Mailand. Die Schein- und Sein-Stadt. Kein Wunder, dass dort sogar die Schnitzel Kleider tragen, unter falschem Namen in die Welt gehen, ihre wahre Natur unter goldglänzender Panade verbergen. Aber vielleicht ist diese Annahme über die Stadt genau so falsch wie die, dass dort eine Piccata existiert. Die Piccata alla Milanese findet sich ja zumeist in Kantinen oder auch in alpenländischen Ausflugslokalen, ein Schweineschnitzel in einem Teig aus Mehl, Eiern und geriebenem Parmesan, eben gar nicht dasselbe wie ein Wiener Schnitzel, was damit beginnt, dass Letzteres vom Kalb kommt.

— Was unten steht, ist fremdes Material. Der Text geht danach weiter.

//! Input models for MCP tool parameters and view filters.

use chrono::NaiveDate;
use serde::{Deserialize, Serialize};

use super::{ResponseFormat, ScoringMode, SortOption};

/// User-selected view predicates. All optional and AND-combined.
#[derive(Debug, Clone, Default, PartialEq, Eq, Serialize, Deserialize)]
#[serde(rename_all = "camelCase")]
pub struct FilterCriteria {
    /// Earliest publication date (inclusive).
    #[serde(default)]
    pub start_date: Option<NaiveDate>,

    /// Latest publication date (inclusive).
    #[serde(default)]
    pub end_date: Option<NaiveDate>,

    /// Allowed venues; empty means any venue.
    #[serde(default)]
    pub journals: Vec<String>,

    /// Minimum citation count.
    #[serde(default)]
    pub min_citations: Option<u64>,
}

impl FilterCriteria {
    /// Returns true if no predicate is set.
    #[must_use]
    pub fn is_empty(&self) -> bool {
        self.start_date.is_none()
            && self.end_date.is_none()
            && self.journals.is_empty()
            && self.min_citations.is_none()
    }
}

/// Input for a fresh multi-source search.
#[derive(Debug, Clone, Serialize, Deserialize)]
#[serde(rename_all = "camelCase")]
pub struct SearchArticlesInput {
    /// Free-text query (e.g., "quantum computing").
    pub query: String,

    /// Override the configured relevance scoring strategy.
    #[serde(default)]
    pub scoring_mode: Option<ScoringMode>,

    /// Maximum articles to render.
    #[serde(default = "default_limit")]
    pub limit: usize,

    /// Output format.
    #[serde(default)]
    pub response_format: ResponseFormat,
}

fn default_limit() -> usize {
    20
}

/// Input for tools that only render the current view.
#[derive(Debug, Clone, Serialize, Deserialize)]
#[serde(rename_all = "camelCase")]
pub struct ViewInput {
    /// Maximum articles to render.
    #[serde(default = "default_limit")]
    pub limit: usize,

    /// Output format.
    #[serde(default)]
    pub response_format: ResponseFormat,
}

impl Default for ViewInput {
    fn default() -> Self {
        Self { limit: default_limit(), response_format: ResponseFormat::default() }
    }
}

/// Input for re-sorting the current view.
#[derive(Debug, Clone, Serialize, Deserialize)]
#[serde(rename_all = "camelCase")]
pub struct SortArticlesInput {
    /// Sort key.
    pub sort_by: SortOption,

    /// Maximum articles to render.
    #[serde(default = "default_limit")]
    pub limit: usize,

    /// Output format.
    #[serde(default)]
    pub response_format: ResponseFormat,
}

/// Input for applying view filters.
#[derive(Debug, Clone, Serialize, Deserialize)]
#[serde(rename_all = "camelCase")]
pub struct ApplyFiltersInput {
    /// Filter predicates.
    #[serde(flatten)]
    pub criteria: FilterCriteria,

    /// Maximum articles to render.
    #[serde(default = "default_limit")]
    pub limit: usize,

    /// Output format.
    #[serde(default)]
    pub response_format: ResponseFormat,
}

/// Input for abstract feature extraction.
///
/// Exactly one of `abstract` or `doi` is expected; `doi` looks the abstract up in the
/// current corpus.
#[derive(Debug, Clone, Default, Serialize, Deserialize)]
#[serde(rename_all = "camelCase")]
pub struct ExtractFeaturesInput {
    /// Abstract text.
    #[serde(default)]
    pub r#abstract: Option<String>,

    /// DOI of an article already in the session corpus.
    #[serde(default)]
    pub doi: Option<String>,

    /// Output format.
    #[serde(default)]
    pub response_format: ResponseFormat,
}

In Argentinien, noch weiter entfernt vom Sehnsuchtsland Italien, ist die Milanesa gar ein Rinderschnitzel in Semmelbröselpanade, wahlweise mit roter Salsa oder auch mit Spiegelei belegt. In Japan immerhin ist man weltläufig und nennt das in Bröseln panierte Fleisch artig Tonkatsu: Schweine-Kotelett. Dass man damit dem Mailänder Gericht am allernächsten kommt, ist wahrscheinlich purer Zufall. Wüsste man es, hieße der beliebte Snack sicher „Tonomilano“ (die Mailänder würden bei dem Namen eher an Thunfisch denken), aber die Japaner kommen ja zumeist nicht wegen der Speisen nach Mailand, sondern wegen da Vincis „Letztem Abendmahl“ und natürlich der Geschäfte wegen.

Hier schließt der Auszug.